Belanda menerapkan politik devide et impera.
Tetapi: Negara itu telah mengalami tiga kudeta.
Catatan:
Dalam tulisan tangan atau ketikan, huruf atau kata yang akan dicetak miring diberi satu garis di bawahnya.

III. Penulisan Kata
A. Kata Dasar
Kata yang berupa kata dasar ditulis sebagai satu kesatuan. Misalnya: Buku itu sangat tebal.
B. Kata Turunan
1. Imbuhan (awalan, sisipan, akhiran) ditulis serangkai dengan kata dasarnya. Misalnya: mempermainkan, penetapan, bergeletar.
2. Jika bentuk dasar berupa gabungan kata, awalan atau akhiran ditulis serangkai dengan kata yang langsung mengikuti atau mendahuluinya. Misalnya: bertepuk tangan, menganak sungai, garis bawahi, sebar luaskan.

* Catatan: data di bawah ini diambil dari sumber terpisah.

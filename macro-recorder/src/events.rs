use crate::{normalize, Result};
use rdev::Key;
use serde::{Deserialize, Serialize};
use std::{fs, path::Path, time::Duration};
use tracing::info;

/// Represents the type of mouse button
#[derive(Debug, Clone, Copy, Serialize, Deserialize, PartialEq, Eq, Hash)]
#[serde(rename_all = "snake_case")]
pub enum MouseButton {
    Left,
    Right,
    Middle,
    /// Extra buttons, identified by the platform button code
    Other(u8),
}

impl From<rdev::Button> for MouseButton {
    fn from(button: rdev::Button) -> Self {
        match button {
            rdev::Button::Left => MouseButton::Left,
            rdev::Button::Right => MouseButton::Right,
            rdev::Button::Middle => MouseButton::Middle,
            rdev::Button::Unknown(code) => MouseButton::Other(code),
        }
    }
}

impl From<MouseButton> for rdev::Button {
    fn from(button: MouseButton) -> Self {
        match button {
            MouseButton::Left => rdev::Button::Left,
            MouseButton::Right => rdev::Button::Right,
            MouseButton::Middle => rdev::Button::Middle,
            MouseButton::Other(code) => rdev::Button::Unknown(code),
        }
    }
}

/// One captured input action, without its timing.
///
/// Serialized with a `kind` tag, e.g. `{"kind": "key_down", "key": "KeyA"}`.
#[derive(Debug, Clone, PartialEq, Serialize, Deserialize)]
#[serde(tag = "kind", rename_all = "snake_case")]
pub enum InputAction {
    KeyDown {
        key: Key,
    },
    KeyUp {
        key: Key,
    },
    MouseMove {
        x: f64,
        y: f64,
    },
    MouseDown {
        button: MouseButton,
        #[serde(default, skip_serializing_if = "Option::is_none")]
        x: Option<f64>,
        #[serde(default, skip_serializing_if = "Option::is_none")]
        y: Option<f64>,
    },
    MouseUp {
        button: MouseButton,
        #[serde(default, skip_serializing_if = "Option::is_none")]
        x: Option<f64>,
        #[serde(default, skip_serializing_if = "Option::is_none")]
        y: Option<f64>,
    },
    MouseScroll {
        dx: i64,
        dy: i64,
    },
}

impl InputAction {
    pub fn is_mouse_move(&self) -> bool {
        matches!(self, InputAction::MouseMove { .. })
    }

    /// Returns true for a press (not a release) of `key`
    pub fn is_key_down(&self, key: Key) -> bool {
        matches!(self, InputAction::KeyDown { key: k } if *k == key)
    }

    /// Returns true for a press or release of `key`
    pub fn involves_key(&self, key: Key) -> bool {
        matches!(self, InputAction::KeyDown { key: k } | InputAction::KeyUp { key: k } if *k == key)
    }

    /// Short name used in logs, matching the serialized `kind`
    pub fn kind(&self) -> &'static str {
        match self {
            InputAction::KeyDown { .. } => "key_down",
            InputAction::KeyUp { .. } => "key_up",
            InputAction::MouseMove { .. } => "mouse_move",
            InputAction::MouseDown { .. } => "mouse_down",
            InputAction::MouseUp { .. } => "mouse_up",
            InputAction::MouseScroll { .. } => "mouse_scroll",
        }
    }
}

/// A recorded action together with the delay since the previous one
#[derive(Debug, Clone, PartialEq, Serialize, Deserialize)]
pub struct MacroEvent {
    /// Delay since the previous event (or since recording start for the first event)
    #[serde(with = "seconds")]
    pub dt: Duration,

    #[serde(flatten)]
    pub action: InputAction,
}

impl MacroEvent {
    pub fn new(dt: Duration, action: InputAction) -> Self {
        Self { dt, action }
    }
}

/// An ordered recording. Insertion order is the replay order.
#[derive(Debug, Clone, Default, PartialEq, Serialize)]
#[serde(transparent)]
pub struct MacroLog {
    events: Vec<MacroEvent>,
}

impl MacroLog {
    pub fn new(events: Vec<MacroEvent>) -> Self {
        Self { events }
    }

    pub fn events(&self) -> &[MacroEvent] {
        &self.events
    }

    pub fn len(&self) -> usize {
        self.events.len()
    }

    pub fn is_empty(&self) -> bool {
        self.events.is_empty()
    }

    /// Sum of all delays, i.e. the recorded length of the macro
    pub fn total_duration(&self) -> Duration {
        self.events.iter().map(|e| e.dt).sum()
    }

    /// Expected playback length at the given speed multiplier
    pub fn scaled_duration(&self, speed: f64) -> Duration {
        self.events.iter().map(|e| scale_delay(e.dt, speed)).sum()
    }

    /// Serialize to the pretty-printed JSON document written to disk
    pub fn to_json(&self) -> Result<String> {
        Ok(serde_json::to_string_pretty(self)?)
    }

    /// Parse a JSON document, accepting both current and legacy record layouts
    pub fn from_json(json: &str) -> Result<Self> {
        let records: Vec<serde_json::Value> = serde_json::from_str(json)?;
        normalize::normalize_records(records).map(Self::new)
    }

    pub fn save<P: AsRef<Path>>(&self, path: P) -> Result<()> {
        info!("Saving {} events to {:?}", self.events.len(), path.as_ref());
        fs::write(path, self.to_json()?)?;
        Ok(())
    }

    pub fn load<P: AsRef<Path>>(path: P) -> Result<Self> {
        let json = fs::read_to_string(path.as_ref())?;
        let log = Self::from_json(&json)?;
        info!("Loaded {} events from {:?}", log.len(), path.as_ref());
        Ok(log)
    }
}

/// Shortest wait used for a non-zero delay, however high the speed.
pub const MIN_SCALED_DELAY: Duration = Duration::from_micros(1);

/// Scale a recorded delay by a playback speed multiplier.
///
/// A non-zero delay never scales down to zero; `speed` is expected to be
/// validated as finite and positive by the caller.
pub fn scale_delay(dt: Duration, speed: f64) -> Duration {
    if dt.is_zero() {
        return Duration::ZERO;
    }
    seconds::from_f64(dt.as_secs_f64() / speed).max(MIN_SCALED_DELAY)
}

/// `Duration` <-> floating point seconds, the unit used in macro files
pub mod seconds {
    use serde::{Deserialize, Deserializer, Serializer};
    use std::time::Duration;

    /// Convert seconds to a duration, rounding to the nearest nanosecond.
    /// Negative and non-finite input collapses to zero.
    pub fn from_f64(secs: f64) -> Duration {
        if !secs.is_finite() || secs <= 0.0 {
            return Duration::ZERO;
        }
        Duration::from_nanos((secs * 1e9).round() as u64)
    }

    pub fn serialize<S: Serializer>(dt: &Duration, serializer: S) -> Result<S::Ok, S::Error> {
        serializer.serialize_f64(dt.as_secs_f64())
    }

    pub fn deserialize<'de, D: Deserializer<'de>>(deserializer: D) -> Result<Duration, D::Error> {
        let secs = f64::deserialize(deserializer)?;
        if secs < 0.0 {
            return Err(serde::de::Error::custom("delay must not be negative"));
        }
        Ok(from_f64(secs))
    }
}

3. Jika bentuk dasar yang berupa gabungan kata mendapat awalan dan akhiran sekaligus, unsur gabungan kata itu ditulis serangkai. Misalnya: menggarisbawahi, menyebarluaskan, dilipatgandakan, penghancurleburan.
4. Jika salah satu unsur gabungan kata hanya dipakai dalam kombinasi, gabungan kata itu ditulis serangkai. Misalnya: adipati, mahasiswa, kolonialisme, antarkota, narapidana, semiprofesional, multilateral.
Catatan:
1) Jika bentuk terikat diikuti oleh kata yang huruf awalnya adalah huruf kapital, di antara kedua unsur itu dituliskan tanda hubung (-). Misalnya: non-Indonesia, pan-Afrikanisme.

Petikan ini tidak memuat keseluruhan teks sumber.